Tadeusz Markowski
MUTANCI
Dzieci Hildora
tom 1
Kobieta wpatrywała się jak urzeczona w metaliczną plakietkę Sił Zbrojnych Układu Słonecznego, której pięć autentycznych diamentów, wieńczących złotą spiralę odznaki pilota, hipnotyzowało jej wzrok od dwóch godzin. Tyle trwała znajomość z jej posiadaczem, który z niezmąconym spokojem i żelazną konsekwencją upijał się zawartością historycznych butelek Veuve Clicquot.
W tym czasie zdążyła dowiedzieć się, że jej rozmówca ma na imię Pet i że właśnie wrócił na Ziemię. To wyjaśniło jego rozrzutność i niefrasobliwość w najdroższym lokalu Genewy. Pet poinformował również, że zachwycony jest jej strojem, który składał się z obcisłych szortów i czegoś, co przysłaniało prawą pierś, wystawiając lewą na żer koneserów. W Jaskini jednak znajdowali się wyłącznie koneserzy. Fakt, że byli zblazowani nadmiarem pieniędzy i wolnego czasu w niczym nie zmniejszał ich znajomości pięknego kobiecego ciała.

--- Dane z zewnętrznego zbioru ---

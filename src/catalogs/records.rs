//! Raw catalog records
//!
//! These mirror the catalog document one-to-one and carry attribute text
//! unconverted. The loader turns them into domain entities and reports every
//! problem it finds. The same structures deserialize from the JSON form of a
//! catalog, where numeric attributes may be written as numbers or strings.

use serde::{Deserialize, Serialize};
use std::fmt;

/// An attribute value as it appeared in the document
#[derive(Debug, Clone, PartialEq, Serialize, Deserialize)]
#[serde(untagged)]
pub enum Scalar {
    Number(f64),
    Text(String),
}

impl Scalar {
    /// Numeric value, parsing text if needed
    pub fn to_f64(&self) -> Result<f64, String> {
        match self {
            Scalar::Number(value) => Ok(*value),
            Scalar::Text(text) => text
                .trim()
                .parse::<f64>()
                .map_err(|_| format!("'{}' is not a number", text)),
        }
    }
}

impl From<&str> for Scalar {
    fn from(text: &str) -> Self {
        Scalar::Text(text.to_string())
    }
}

impl From<f64> for Scalar {
    fn from(value: f64) -> Self {
        Scalar::Number(value)
    }
}

impl fmt::Display for Scalar {
    fn fmt(&self, f: &mut fmt::Formatter<'_>) -> fmt::Result {
        match self {
            Scalar::Number(value) => write!(f, "{}", value),
            Scalar::Text(text) => f.write_str(text),
        }
    }
}

/// A whole catalog document
#[derive(Debug, Clone, Default, PartialEq, Serialize, Deserialize)]
#[serde(default)]
pub struct CatalogDocument {
    pub bodies: Vec<BodyRecord>,
    pub stars: Vec<StarRecord>,
}

impl CatalogDocument {
    pub fn is_empty(&self) -> bool {
        self.bodies.is_empty() && self.stars.is_empty()
    }
}

#[derive(Debug, Clone, Default, PartialEq, Serialize, Deserialize)]
#[serde(default, rename_all = "kebab-case")]
pub struct BodyRecord {
    pub name: Option<String>,
    #[serde(rename = "type")]
    pub kind: Option<String>,
    pub symbol: Option<String>,
    pub parent: Option<String>,
    pub orbit: Option<OrbitRecord>,
    pub rotation: Option<RotationRecord>,
    pub physical: Option<PhysicalRecord>,
    #[serde(alias = "alias")]
    pub aliases: Vec<String>,
}

#[derive(Debug, Clone, Default, PartialEq, Serialize, Deserialize)]
#[serde(default, rename_all = "kebab-case")]
pub struct OrbitRecord {
    pub eccentricity: Option<Scalar>,
    pub semimajor: Option<Scalar>,
    pub period: Option<Scalar>,
    pub inclination: Option<Scalar>,
    pub longitude_ascending: Option<Scalar>,
    pub argument_periapsis: Option<Scalar>,
    pub point: Option<OrbitPointRecord>,
}

#[derive(Debug, Clone, Default, PartialEq, Serialize, Deserialize)]
#[serde(default, rename_all = "kebab-case")]
pub struct OrbitPointRecord {
    pub mean_anomaly: Option<Scalar>,
    pub epoch: Option<String>,
}

#[derive(Debug, Clone, Default, PartialEq, Serialize, Deserialize)]
#[serde(default, rename_all = "kebab-case")]
pub struct RotationRecord {
    pub period: Option<Scalar>,
    pub pole: Option<PoleRecord>,
    pub point: Option<MeridianPointRecord>,
}

#[derive(Debug, Clone, Default, PartialEq, Serialize, Deserialize)]
#[serde(default, rename_all = "kebab-case")]
pub struct PoleRecord {
    pub right_asc: Option<String>,
    pub decl: Option<String>,
}

#[derive(Debug, Clone, Default, PartialEq, Serialize, Deserialize)]
#[serde(default, rename_all = "kebab-case")]
pub struct MeridianPointRecord {
    pub meridian: Option<Scalar>,
    pub epoch: Option<String>,
}

#[derive(Debug, Clone, Default, PartialEq, Serialize, Deserialize)]
#[serde(default, rename_all = "kebab-case")]
pub struct PhysicalRecord {
    pub mass: Option<Scalar>,
    pub mean_radius: Option<Scalar>,
    pub density: Option<Scalar>,
}

#[derive(Debug, Clone, Default, PartialEq, Serialize, Deserialize)]
#[serde(default, rename_all = "kebab-case")]
pub struct StarRecord {
    pub name: Option<String>,
    #[serde(rename = "type")]
    pub kind: Option<String>,
    pub constellation: Option<String>,
    pub location: Option<LocationRecord>,
    pub magnitude: Option<MagnitudeRecord>,
    pub motion: Option<MotionRecord>,
    #[serde(alias = "alias")]
    pub aliases: Vec<String>,
}

#[derive(Debug, Clone, Default, PartialEq, Serialize, Deserialize)]
#[serde(default, rename_all = "kebab-case")]
pub struct LocationRecord {
    pub right_asc: Option<String>,
    pub decl: Option<String>,
    pub distance: Option<Scalar>,
}

#[derive(Debug, Clone, Default, PartialEq, Serialize, Deserialize)]
#[serde(default, rename_all = "kebab-case")]
pub struct MagnitudeRecord {
    pub apparent: Option<Scalar>,
    pub absolute: Option<Scalar>,
}

#[derive(Debug, Clone, Default, PartialEq, Serialize, Deserialize)]
#[serde(default, rename_all = "kebab-case")]
pub struct MotionRecord {
    pub right_asc: Option<Scalar>,
    pub decl: Option<Scalar>,
    pub radial: Option<Scalar>,
}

Pet tymczasem objął ją lewą ręką, pozostawiając prawą do obsługi kieliszka i butelki. Delikatnie wodził palcem po jej sutce, która nabrzmiewała za każdym razem pod jego uważnym i krytycznym wzrokiem.
– Cudowne – mruknął, powtarzając tę operację po raz kolejny. – Nie mogę się upić – dodał nagle, kiwając ze smutkiem głową. Kobieta nie zareagowała, mimo że nawet w Jaskini jego zachowanie było co najmniej ekstrawaganckie. Pilotom jednak uchodziło prawie wszystko. Po powrocie z dalekiego rejsu, kiedy ich konta były nabrzmiałe odsetkami uchodziło wszystko, a nawet jeszcze więcej.
– Jak się nazywasz? – zapytał przypominając sobie nagle o konwenansach.
– Judith.
– A dalej?
– Nazywaj mnie Judith z Genewy – odparła z zalotnym uśmiechem.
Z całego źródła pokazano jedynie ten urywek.